Downtown Mount Airy, North Carolina

Downtown Mount Airy, North Carolina Credit: Hobart Jones

Product placement is so ubiquitous today that most television viewers don't even notice it. Back when sponsor Ford Motor Co. decided to showcase its Ford Galaxie 500 sedan on CBS's "The Andy Griffith Show," though, it was still a novel idea. It quickly caught on.

"There was a new police car every season it was on the air," says tour guide Roger Sickmiller. We're parked in front of Barney's Cafe on North Main Street in Mount Airy, N.C., getting ready to take a 45-minute "Squad Car" tour ($30/car, tourmayberry.com) of this quaint little town that inspired the equally quaint, but completely fictional, town of Mayberry. "So if you want to know what year it is, you just have to identify the year of the car."

Not realizing the cultural phenomenon the show would become (reruns still air on TV Land and the show is celebrating its 50th anniversary this year - 1960-68), the black-and-white autos were stripped and eventually sold, which is why we're sitting in the bright-red front seat of a replica Mayberry squad car from 1962.

Like the bologna-and-eggs platter on Barney's menu, Sickmiller also is a colorful blast from the past, clad in a tan sheriff's uniform that makes the part-time pastor-turned-innkeeper-turned-part-time tour guide look like a copycat Griffith. (He runs the Maxwell House Bed & Breakfast in downtown.) But that's what people love about Mount Airy: the chance to dip their toes in the folksy, nostalgic, make-believe waters of Mayberry.

Familiar sights

It's easy for drivers traveling Interstate 77 south en route to Carolina beaches or Florida to whiz past the ramp toward town (exit 100). But it's just an 8-mile drive to Main Street, where many of the sites Griffith's TV scripts famously referenced still stand, seemingly frozen in time.

EATS

Wally's Service Station in Mount Airy, NC.

Wally's Service Station in Mount Airy, NC. Credit: Mount Airy Visitors Center

There's the Snappy Lunch, where Griffith ate as a youngster (opened in 1923, it's Mount Airy's oldest restaurant), and the nearly-as-famous Blue Bird Diner, where a "super" grilled cheese with bacon and tomato sets you back just $3.50.

 

FLOYD'S CITY BARBER SHOP

Russell Hiatt, 86, who inspired the show's fictional hair-snipping character Floyd Lawson, has been taming men's manes five days a week for more than 60 years. (A cut costs $8, but the 35,000 pictures that paper the shop's "Wall of Fame" are free for the viewing.) The shop is so popular that a half-million tourists have signed Hiatt's guest book (Oprah Winfrey included.) But while granddaughter Emily now lends a hand, he has no thoughts of retiring. "I wouldn't have it no other way," he says.

 

ANDY GRIFFITH MUSEUM AND PLAYHOUSE

A Squad Car tour also squires you past the relatively new attraction, where a large bronze statue of Andy Taylor and son Opie, walking hand in hand, immortalizes the classic TV series. The actor, who turned 84 on June 1, lives on Roanoke Island in North Carolina's Outer Banks.

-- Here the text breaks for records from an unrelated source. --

//! Evaluation of every configured schedule.
//!
//! One cycle walks the schedules in order. Each schedule is listed,
//! classified, brought under its limit and reported. A schedule that fails
//! is logged and recorded in the [`CycleReport`], its gauges are left at their
//! previous values, and the cycle moves on to the next schedule.

use crate::config::RetentionConfig;
use crate::models::BackupCounts;
use crate::retention::classifier::classify;
use crate::retention::deletion::{DeletionProtocol, PollConfig};
use crate::retention::enforcer::{EnforcementError, enforce};
use crate::retention::report::report;
use crate::store::{ConfigProvider, DeletionClient, MetricsSink, RecordLister};
use crate::{Error, Result};
use chrono::Utc;
use std::fmt::Write as _;
use std::time::Instant;
use tracing::{debug, error, info, instrument};

/// Result of evaluating one schedule.
#[derive(Debug)]
pub struct ScheduleOutcome {
    /// Schedule name.
    pub schedule: String,
    /// Backups deleted during this evaluation, oldest first.
    pub deleted: Vec<String>,
    /// In-use backups after enforcement.
    pub in_use: usize,
    /// Tally of backups that are not in use.
    pub counts: BackupCounts,
    /// Why the evaluation stopped, if it did.
    pub error: Option<Error>,
}

impl ScheduleOutcome {
    fn failed(schedule: &str, error: Error, deleted: Vec<String>) -> Self {
        Self {
            schedule: schedule.to_string(),
            deleted,
            in_use: 0,
            counts: BackupCounts::default(),
            error: Some(error),
        }
    }

    /// Returns `true` if the schedule was evaluated without error.
    #[must_use]
    pub const fn is_success(&self) -> bool {
        self.error.is_none()
    }
}

/// Outcomes of one evaluation cycle, in schedule order.
#[derive(Debug, Default)]
pub struct CycleReport {
    /// Per-schedule outcomes.
    pub outcomes: Vec<ScheduleOutcome>,
}

impl CycleReport {
    /// Outcomes that ended in an error.
    pub fn failed(&self) -> impl Iterator<Item = &ScheduleOutcome> {
        self.outcomes.iter().filter(|o| !o.is_success())
    }

    /// Returns `true` if every schedule succeeded.
    #[must_use]
    pub fn is_success(&self) -> bool {
        self.outcomes.iter().all(ScheduleOutcome::is_success)
    }

    /// Looks up a schedule's outcome.
    #[must_use]
    pub fn outcome(&self, schedule: &str) -> Option<&ScheduleOutcome> {
        self.outcomes.iter().find(|o| o.schedule == schedule)
    }

    /// Total backups deleted across all schedules.
    #[must_use]
    pub fn deleted_count(&self) -> usize {
        self.outcomes.iter().map(|o| o.deleted.len()).sum()
    }

    /// One-line human summary followed by a line per failed schedule.
    #[must_use]
    pub fn summary(&self) -> String {
        let failed = self.failed().count();
        let mut out = format!(
            "evaluated {} schedule(s): {} ok, {} failed, {} backup(s) deleted",
            self.outcomes.len(),
            self.outcomes.len() - failed,
            failed,
            self.deleted_count()
        );
        for outcome in self.failed() {
            if let Some(err) = &outcome.error {
                let _ = write!(out, "\n  {}: {err}", outcome.schedule);
            }
        }
        out
    }
}

/// Runs retention evaluations against a set of collaborators.
pub struct Evaluator<'a> {
    lister: &'a dyn RecordLister,
    protocol: DeletionProtocol<'a>,
    sink: &'a dyn MetricsSink,
}

impl<'a> Evaluator<'a> {
    /// Creates an evaluator.
    #[must_use]
    pub fn new(
        lister: &'a dyn RecordLister,
        client: &'a dyn DeletionClient,
        sink: &'a dyn MetricsSink,
        poll: PollConfig,
    ) -> Self {
        Self {
            lister,
            protocol: DeletionProtocol::new(client, poll),
            sink,
        }
    }

    /// Overrides the deletion request name prefix.
    #[must_use]
    pub fn with_prefix(mut self, prefix: impl Into<String>) -> Self {
        self.protocol = self.protocol.with_prefix(prefix);
        self
    }

    /// Evaluates one schedule and publishes its gauges.
    ///
    /// A failure is recorded in the returned outcome's `error`: listing
    /// failed ([`Error::List`]) or a deletion stopped enforcement. Backups
    /// deleted before the failure are still reported in `deleted`. Gauges are
    /// only written on success.
    #[instrument(
        name = "taweret.retention.evaluate",
        skip(self, config),
        fields(schedule = %config.name, namespace = %config.namespace)
    )]
    pub fn evaluate(&self, config: &RetentionConfig) -> ScheduleOutcome {
        match self.try_evaluate(config) {
            Ok(outcome) => outcome,
            Err(halted) => {
                let deleted = halted.deleted_names();
                error!(
                    error = %halted.error,
                    kind = halted.error.kind(),
                    deleted = ?deleted,
                    "schedule evaluation failed"
                );
                ScheduleOutcome::failed(&config.name, halted.error, deleted)
            },
        }
    }

    fn try_evaluate(
        &self,
        config: &RetentionConfig,
    ) -> std::result::Result<ScheduleOutcome, EnforcementError> {
        let records = self
            .lister
            .list(&config.namespace)
            .map_err(|e| Error::List {
                schedule: config.name.clone(),
                cause: e.to_string(),
            })?;

        let (classified, counts) = classify(&records, config, Utc::now());
        debug!(
            listed = records.len(),
            in_use = classified.len(),
            not_in_use = counts.total(),
            cutoff = %config.cutoff(Utc::now()),
            "classified backups"
        );

        let result = enforce(classified, counts, config, &self.protocol, self.lister)?;
        report(&result.classified, &result.counts, &config.name).publish(self.sink);

        info!(
            in_use = result.classified.len(),
            deleted = result.deleted.len(),
            "backup evaluation complete"
        );

        Ok(ScheduleOutcome {
            schedule: config.name.clone(),
            deleted: result.deleted.into_iter().map(|d| d.backup).collect(),
            in_use: result.classified.len(),
            counts: result.counts,
            error: None,
        })
    }

    /// Evaluates `configs` in order, isolating failures per schedule.
    ///
    /// With `only` set, every other schedule is skipped.
    pub fn run_configs(&self, configs: &[RetentionConfig], only: Option<&str>) -> CycleReport {
        let mut cycle = CycleReport::default();

        for config in configs
            .iter()
            .filter(|c| only.is_none_or(|name| c.name == name))
        {
            let start = Instant::now();
            let outcome = self.evaluate(config);
            let label = if outcome.is_success() { "success" } else { "failure" };
            metrics::counter!("taweret_evaluations_total", "outcome" => label).increment(1);
            metrics::histogram!("taweret_evaluation_duration_ms")
                .record(start.elapsed().as_secs_f64() * 1000.0);
            cycle.outcomes.push(outcome);
        }

        info!(
            schedules = cycle.outcomes.len(),
            failed = cycle.failed().count(),
            "backup config evaluations complete"
        );
        cycle
    }

    /// Loads the retention configs and evaluates all of them.
    ///
    /// # Errors
    ///
    /// Returns an error if the configs cannot be loaded. Schedule failures
    /// are reported in the [`CycleReport`] instead.
    pub fn run_cycle(&self, provider: &dyn ConfigProvider) -> Result<CycleReport> {
        self.run_cycle_for(provider, None)
    }

    /// Like [`Self::run_cycle`], restricted to one schedule when `schedule`
    /// is set.
    ///
    /// # Errors
    ///
    /// Returns an error if the configs cannot be loaded, or
    /// [`Error::NotFound`] if the named schedule is not configured.
    pub fn run_cycle_for(
        &self,
        provider: &dyn ConfigProvider,
        schedule: Option<&str>,
    ) -> Result<CycleReport> {
        let configs = provider.retention_configs()?;
        if let Some(name) = schedule
            && !configs.iter().any(|c| c.name == name)
        {
            return Err(Error::NotFound {
                kind: "schedule".to_string(),
                name: name.to_string(),
            });
        }
        Ok(self.run_configs(&configs, schedule))
    }
}

#[cfg(test)]
mod tests {
    use super::*;
    use crate::config::MaxAge;
    use crate::models::{BackupRecord, BackupStatus};
    use crate::observability::RecordingSink;
    use crate::retention::report::{BACKUP_COUNT, NEWEST_BACKUP_TIMESTAMP};
    use crate::store::memory::{FailurePoint, InMemoryStore};
    use chrono::Duration;
    use std::time::Duration as StdDuration;

    fn fast_poll() -> PollConfig {
        PollConfig {
            initial_delay: StdDuration::from_millis(1),
            max_delay: StdDuration::from_millis(1),
            multiplier: 1,
            max_wait: StdDuration::from_millis(50),
        }
    }

    fn schedule(name: &str, namespace: &str, max_backups: u32) -> RetentionConfig {
        RetentionConfig::new(name, namespace)
            .with_blueprint("bp")
            .with_max_backups(max_backups)
            .with_max_age(MaxAge::days(7))
    }

    fn seed(store: &InMemoryStore, namespace: &str, schedule: &str, count: i64) {
        for i in 0..count {
            store.insert_backup(
                namespace,
                BackupRecord::new(
                    format!("{schedule}-{i}"),
                    schedule,
                    BackupStatus::Complete,
                    Utc::now() - Duration::hours(count - i),
                ),
            );
        }
    }

    #[test]
    fn test_evaluate_publishes_gauges() {
        let store = InMemoryStore::new();
        seed(&store, "kanister", "daily", 3);
        let sink = RecordingSink::new();
        let evaluator = Evaluator::new(&store, &store, &sink, fast_poll());

        let outcome = evaluator.evaluate(&schedule("daily", "kanister", 2));

        assert!(outcome.is_success());
        assert_eq!(outcome.deleted, vec!["daily-0".to_string()]);
        assert_eq!(outcome.in_use, 2);
        assert_eq!(sink.value(BACKUP_COUNT, "daily", Some("completed")), Some(2.0));
    }

    #[test]
    fn test_failed_schedule_does_not_stop_siblings() {
        let store = InMemoryStore::new();
        seed(&store, "team-a", "a", 3);
        seed(&store, "team-b", "b", 3);
        store.fail_list_for("team-a");
        store.set_configs(vec![schedule("a", "team-a", 1), schedule("b", "team-b", 1)]);
        let sink = RecordingSink::new();
        let evaluator = Evaluator::new(&store, &store, &sink, fast_poll());

        let cycle = evaluator.run_cycle(&store).unwrap();

        assert!(!cycle.is_success());
        assert_eq!(cycle.failed().count(), 1);
        assert_eq!(cycle.outcome("a").and_then(|o| o.error.as_ref()).map(Error::kind), Some("list"));
        assert_eq!(cycle.outcome("b").map(|o| o.deleted.len()), Some(2));
        assert!(sink.value(NEWEST_BACKUP_TIMESTAMP, "a", None).is_none());
        assert!(cycle.summary().contains("1 failed"));
    }

    #[test]
    fn test_failed_schedule_keeps_previous_gauges() {
        let store = InMemoryStore::new();
        seed(&store, "kanister", "daily", 2);
        let sink = RecordingSink::new();
        let evaluator = Evaluator::new(&store, &store, &sink, fast_poll());
        let config = schedule("daily", "kanister", 5);

        assert!(evaluator.evaluate(&config).is_success());
        let before = sink.value(BACKUP_COUNT, "daily", Some("completed"));
        store.fail_at(FailurePoint::List);
        let cycle = evaluator.run_configs(std::slice::from_ref(&config), None);

        assert!(!cycle.is_success());
        assert_eq!(sink.value(BACKUP_COUNT, "daily", Some("completed")), before);
    }

    #[test]
    fn test_schedule_filter() {
        let store = InMemoryStore::new();
        store.set_configs(vec![
            schedule("a", "kanister", 1),
            schedule("b", "kanister", 1),
        ]);
        let sink = RecordingSink::new();
        let evaluator = Evaluator::new(&store, &store, &sink, fast_poll());

        let cycle = evaluator.run_cycle_for(&store, Some("b")).unwrap();
        assert_eq!(cycle.outcomes.len(), 1);
        assert_eq!(cycle.outcomes[0].schedule, "b");

        let err = evaluator.run_cycle_for(&store, Some("missing")).unwrap_err();
        assert!(err.is_not_found());
    }

    #[test]
    fn test_config_failure_fails_cycle() {
        let store = InMemoryStore::new();
        store.fail_at(FailurePoint::Configs);
        let sink = RecordingSink::new();
        let evaluator = Evaluator::new(&store, &store, &sink, fast_poll());

        assert!(evaluator.run_cycle(&store).is_err());
    }
}
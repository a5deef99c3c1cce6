//! Deterministic suggestion generators for titles, tags, hashtags and
//! description templates. No randomness anywhere: the same video always
//! produces the same recommendations.

pub mod keywords;
pub mod templates;
pub mod titles;

pub use keywords::{hashtag_suggestions, tag_suggestions};
pub use templates::{
    cta_checklist, description_template, discussion_prompts, expansion_checklist, link_checklist,
    timestamp_template,
};
pub use titles::{
    bracketed_variants, lengthen_title, numbered_variants, power_word_alternatives, to_title_case,
    truncate_title,
};
//! Vidscore: YouTube SEO Analyzer CLI

use anyhow::{Context, Result};
use chrono::Utc;
use clap::{Parser, Subcommand};
use colored::Colorize;
use serde::Deserialize;
use std::path::{Path, PathBuf};
use std::process::ExitCode;
use vidscore::analyzer::engine::AggregateStats;
use vidscore::analyzer::AnalysisEngine;
use vidscore::config::{load_config, write_default_config, Config};
use vidscore::reporter::{ConsoleReporter, JsonReporter, MarkdownReporter};
use vidscore::resolver;
use vidscore::youtube::{YouTubeClient, YouTubeError};
use vidscore::{Contact, VideoRecord};

const DEFAULT_LIMIT: usize = 10;
const DEFAULT_MONTHS: u32 = 3;

/// Vidscore: find a channel's worst-performing videos and fix them
#[derive(Parser, Debug)]
#[command(name = "vidscore")]
#[command(author, version, about, long_about = None)]
#[command(args_conflicts_with_subcommands = true)]
#[command(subcommand_negates_reqs = true)]
struct Args {
    #[command(subcommand)]
    command: Option<Commands>,

    /// Channel URL, @handle, or channel id (omit when using --from-json)
    #[arg(required_unless_present_any = ["from_json"])]
    input: Option<String>,

    /// Analyze a saved `videos` API response instead of fetching
    #[arg(long, value_name = "FILE")]
    from_json: Option<PathBuf>,

    /// Output format as JSON
    #[arg(long, short)]
    json: bool,

    /// How many worst performers to keep (default: 10)
    #[arg(long, short)]
    limit: Option<usize>,

    /// Recency window in months (default: 3)
    #[arg(long)]
    months: Option<u32>,

    /// YouTube Data API key (or set YOUTUBE_API_KEY)
    #[arg(long)]
    api_key: Option<String>,

    /// Minimum average score (exit 1 if the channel falls below)
    #[arg(long, short = 't')]
    min_score: Option<u8>,

    /// Write a Markdown report to this path
    #[arg(long, value_name = "FILE")]
    report: Option<PathBuf>,

    /// Recipient name stamped on the report
    #[arg(long)]
    name: Option<String>,

    /// Recipient email stamped on the report
    #[arg(long)]
    email: Option<String>,

    /// Quiet mode (one line per video)
    #[arg(long, short)]
    quiet: bool,

    /// Verbose output (strengths and full action details)
    #[arg(long, short)]
    verbose: bool,

    /// Path to config file (default: search .vidscorerc.json upward)
    #[arg(long)]
    config: Option<PathBuf>,
}

#[derive(Subcommand, Debug)]
enum Commands {
    /// Create .vidscorerc.json with sensible defaults
    Init {
        /// Minimum average score threshold (e.g. 70)
        #[arg(long)]
        min_score: Option<u8>,

        /// Directory in which to create config (default: current)
        #[arg(long)]
        dir: Option<PathBuf>,
    },
}

fn main() -> ExitCode {
    match run() {
        Ok(code) => code,
        Err(e) => {
            eprintln!("{}: {}", "Error".red().bold(), e);
            ExitCode::from(2)
        }
    }
}

fn run() -> Result<ExitCode> {
    let args = Args::parse();

    if let Some(cmd) = args.command {
        match cmd {
            Commands::Init { min_score, dir } => {
                return run_init(min_score, dir.as_deref());
            }
        }
    }

    let work_dir = std::env::current_dir().unwrap_or_else(|_| PathBuf::from("."));
    let config = load_config(&work_dir, args.config.as_deref())?.merge_with_cli(
        args.api_key.clone(),
        args.limit,
        args.months,
        args.min_score,
    );

    let limit = config.limit.unwrap_or(DEFAULT_LIMIT);
    let months = config.months.unwrap_or(DEFAULT_MONTHS);

    let videos = if let Some(ref path) = args.from_json {
        load_videos_from_file(path)?
    } else {
        fetch_videos(&args, &config, months)?
    };

    if videos.is_empty() {
        anyhow::bail!("No videos to analyze.");
    }

    let engine = AnalysisEngine::new();
    let worst = engine.rank_worst(&videos, limit);
    let stats = AggregateStats::from_results(&worst);

    if args.json {
        let reporter = JsonReporter::new();
        println!("{}", reporter.report_with_summary(&worst, &stats));
    } else if args.quiet {
        let reporter = ConsoleReporter::new();
        for result in &worst {
            reporter.report_quiet(result);
        }
    } else {
        let mut reporter = ConsoleReporter::new();
        if args.verbose {
            reporter = reporter.verbose();
        }
        reporter.report_many(&worst, &stats);
    }

    if let Some(ref path) = args.report {
        let contact = Contact {
            name: args.name.clone().unwrap_or_default(),
            email: args.email.clone().unwrap_or_default(),
        };
        let doc = MarkdownReporter::new().render(&worst, &contact, Utc::now());
        std::fs::write(path, doc)
            .with_context(|| format!("Failed to write report: {}", path.display()))?;
        if !args.quiet {
            eprintln!("{}: Report written to {}", "Info".blue(), path.display());
        }
    }

    if let Some(min) = config.min_score {
        if stats.average_score < min {
            if !args.quiet {
                eprintln!(
                    "{}: Average score {} is below the minimum of {}",
                    "Warning".yellow(),
                    stats.average_score,
                    min
                );
            }
            return Ok(ExitCode::from(1));
        }
    }

    Ok(ExitCode::SUCCESS)
}

fn run_init(min_score: Option<u8>, dir: Option<&Path>) -> Result<ExitCode> {
    let target = match dir {
        Some(d) => d.to_path_buf(),
        None => std::env::current_dir().context("Cannot determine current directory")?,
    };
    let path = write_default_config(&target, min_score)?;
    println!("Created {}", path.display());
    Ok(ExitCode::SUCCESS)
}

fn fetch_videos(args: &Args, config: &Config, months: u32) -> Result<Vec<VideoRecord>> {
    let input = args
        .input
        .as_deref()
        .expect("input required when not using --from-json");

    let identifier = resolver::resolve(input.trim()).ok_or(YouTubeError::InvalidIdentifier)?;
    let client = match config.resolve_api_key() {
        Some(key) => YouTubeClient::with_key(key),
        None => return Err(YouTubeError::NoApiKey.into()),
    };

    Ok(client.fetch_recent_videos(&identifier, months)?)
}

/// Accepts either a raw array of videos or a full `videos` endpoint
/// response with an `items` wrapper.
fn load_videos_from_file(path: &Path) -> Result<Vec<VideoRecord>> {
    #[derive(Deserialize)]
    struct ItemsWrapper {
        items: Vec<VideoRecord>,
    }

    let content = std::fs::read_to_string(path)
        .with_context(|| format!("Failed to read video file: {}", path.display()))?;

    if let Ok(list) = serde_json::from_str::<Vec<VideoRecord>>(&content) {
        return Ok(list);
    }
    let wrapper: ItemsWrapper = serde_json::from_str(&content)
        .with_context(|| format!("Invalid video JSON in {}", path.display()))?;
    Ok(wrapper.items)
}
//! Comment-ratio check for videos with a meaningful view count.

use super::{RuleOutcome, SeoRule};
use crate::suggestions::discussion_prompts;
use crate::{Action, ActionKind, VideoRecord};

/// Below this many views the sample is too small to judge.
const MIN_VIEWS: u64 = 100;
const LOW_BELOW_PCT: f64 = 0.1;
const PENALTY: u32 = 5;

/// Rule for near-silent comment sections
pub struct CommentRatioRule;

impl CommentRatioRule {
    pub fn new() -> Self {
        Self
    }
}

impl Default for CommentRatioRule {
    fn default() -> Self {
        Self::new()
    }
}

impl SeoRule for CommentRatioRule {
    fn name(&self) -> &'static str {
        "comment-ratio"
    }

    fn evaluate(&self, video: &VideoRecord) -> RuleOutcome {
        if video.statistics.view_count <= MIN_VIEWS {
            return RuleOutcome::clean();
        }
        let Some(comment_ratio) = video.statistics.comment_ratio_pct() else {
            return RuleOutcome::clean();
        };

        if comment_ratio < LOW_BELOW_PCT {
            RuleOutcome::issue(
                PENALTY,
                "Very few comments. Ask questions in your video to encourage discussion.",
            )
            .with_action(
                Action::new(
                    ActionKind::Engagement,
                    format!("Comment ratio is {:.2}% of views", comment_ratio),
                    format!(
                        "{} comments on {} views",
                        video.statistics.comment_count, video.statistics.view_count
                    ),
                    "Give viewers a concrete reason to comment",
                    "Comments are the strongest engagement signal and seed future recommendations.",
                )
                .with_actions(discussion_prompts()),
            )
        } else {
            RuleOutcome::clean()
        }
    }
}

#[cfg(test)]
mod tests {
    use super::super::testutil::good_video;
    use super::*;

    #[test]
    fn positive_silent_comments_penalized() {
        let mut video = good_video();
        video.statistics.view_count = 50_000;
        video.statistics.comment_count = 10; // 0.02%
        let outcome = CommentRatioRule::new().evaluate(&video);
        assert_eq!(outcome.penalty, 5);
        assert!(outcome.actions[0].actions.is_some());
    }

    #[test]
    fn negative_healthy_ratio_is_clean() {
        let outcome = CommentRatioRule::new().evaluate(&good_video()); // 0.3%
        assert_eq!(outcome.penalty, 0);
        assert!(outcome.issues.is_empty());
    }

    #[test]
    fn small_channels_are_not_judged() {
        let mut video = good_video();
        video.statistics.view_count = 100;
        video.statistics.comment_count = 0;
        let outcome = CommentRatioRule::new().evaluate(&video);
        assert_eq!(outcome.penalty, 0);
        assert!(outcome.issues.is_empty());
    }

    #[test]
    fn zero_views_skips_without_division() {
        let mut video = good_video();
        video.statistics.view_count = 0;
        video.statistics.comment_count = 0;
        let outcome = CommentRatioRule::new().evaluate(&video);
        assert_eq!(outcome.penalty, 0);
        assert!(outcome.actions.is_empty());
    }
}
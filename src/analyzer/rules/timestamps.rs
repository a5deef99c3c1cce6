//! Timestamps in descriptions drive chapters, retention and engagement.

use super::{RuleOutcome, SeoRule};
use crate::suggestions::timestamp_template;
use crate::{Action, ActionKind, VideoRecord};
use regex::Regex;

const PENALTY: u32 = 8;

/// Rule for descriptions without a `M:SS`-style timestamp
pub struct TimestampsRule {
    pattern: Regex,
}

impl TimestampsRule {
    pub fn new() -> Self {
        Self {
            pattern: Regex::new(r"\d{1,2}:\d{2}").unwrap(),
        }
    }
}

impl Default for TimestampsRule {
    fn default() -> Self {
        Self::new()
    }
}

impl SeoRule for TimestampsRule {
    fn name(&self) -> &'static str {
        "timestamps"
    }

    fn evaluate(&self, video: &VideoRecord) -> RuleOutcome {
        let description = &video.snippet.description;

        if self.pattern.is_match(description) {
            RuleOutcome::strength(
                "Timestamps included - helps with user experience and watch time!",
            )
        } else {
            RuleOutcome::issue(
                PENALTY,
                "Add timestamps to your description. Videos with timestamps get 15% more engagement.",
            )
            .with_action(
                Action::new(
                    ActionKind::Description,
                    "No timestamps in the description",
                    description.clone(),
                    "Add a chapter list using the template below",
                    "Timestamps create chapter markers, which improve retention and can surface in search.",
                )
                .with_template(timestamp_template()),
            )
        }
    }
}
//! Score arithmetic: start at 100, subtract fixed rule penalties, clamp.

use crate::ScoreBand;

/// Every video starts here; rules only ever subtract.
pub const STARTING_SCORE: u32 = 100;

/// Calculator for SEO scores
pub struct ScoreCalculator;

impl ScoreCalculator {
    /// Final score after all rule penalties. Clamped into [0, 100];
    /// the score can never rise above the starting value.
    pub fn score_from_penalty(total_penalty: u32) -> u8 {
        STARTING_SCORE.saturating_sub(total_penalty).min(100) as u8
    }

    /// Get a description of the band
    pub fn band_description(band: ScoreBand) -> &'static str {
        match band {
            ScoreBand::Good => "Excellent Performance - the metadata is working for this video",
            ScoreBand::NeedsWork => "Needs Improvement - several quick wins available",
            ScoreBand::Poor => "Critical Issues Detected - metadata is holding this video back",
        }
    }
}

#[cfg(test)]
mod tests {
    use super::*;

    #[test]
    fn no_penalty_is_a_perfect_score() {
        assert_eq!(ScoreCalculator::score_from_penalty(0), 100);
    }

    #[test]
    fn penalties_subtract_directly() {
        assert_eq!(ScoreCalculator::score_from_penalty(12), 88);
        assert_eq!(ScoreCalculator::score_from_penalty(42), 58);
    }

    #[test]
    fn score_clamps_at_zero() {
        assert_eq!(ScoreCalculator::score_from_penalty(100), 0);
        assert_eq!(ScoreCalculator::score_from_penalty(500), 0);
    }

    #[test]
    fn band_descriptions_match_bands() {
        assert!(ScoreCalculator::band_description(ScoreBand::Good).contains("Excellent"));
        assert!(ScoreCalculator::band_description(ScoreBand::NeedsWork).contains("Improvement"));
        assert!(ScoreCalculator::band_description(ScoreBand::Poor).contains("Critical"));
    }
}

The museum is the cat's meow for Griffith fans: Dedicated last September, it holds the largest collection of Griffith memorabilia anywhere. There's the expected movie posters and playbills, along with copies of the singer's 78 rpm records and CDs in glass cases.

Also displayed is one of actor Don Knotts' salt-and-pepper suits, one of Griffith's trademark gray suits from "Matlock" and the pair of signs that hung outside the courthouse on the Mayberry soundstage ($3, andygriffithmuseum.com)

GRIFFITH HOUSE

Sickmiller also drives me past the modest frame home on East Haymore Street where Griffith was raised and is now a place for tourists to rest their heads - it's owned by Hampton Inn and is decorated in '40s style ($175 a night, 336-789-5999).

 

GAS - AND COURT

The final stop is Wally's Service Station (built in 1937 as a Gulf station), which adjoins a re-creation of the courthouse seen in the TV series, complete with jail cells and Sheriff Andy's desk. By then, you'll feel like you've watched all 249 episodes of "The Andy Griffith Show," which was No. 1 in the ratings during its final year, 1968.

If you're going to Mount Airy

 

IF YOU GO ...

GETTING THERE Fly into Greensboro/High Point (a center for furniture shopping), which is about a 65-mile drive from Mount Airy.

STAY Lodging depends on taste and budget, with everything from chain motels and camping to rustic cabins in the woods.

TO DO Mount Airy is a mecca for fans of Andy Griffith - besides that, outdoor types will enjoy fishing for trout and channel catfish; there's also canoeing on the Yadkin River and rock-climbing, hiking and birdwatching at nearby Pilot Mountain State Park. The 21st annual Mayberry Days, a weekend of pie-eating contests, checkers games, bluegrass music and more, runs Sept. 23-26.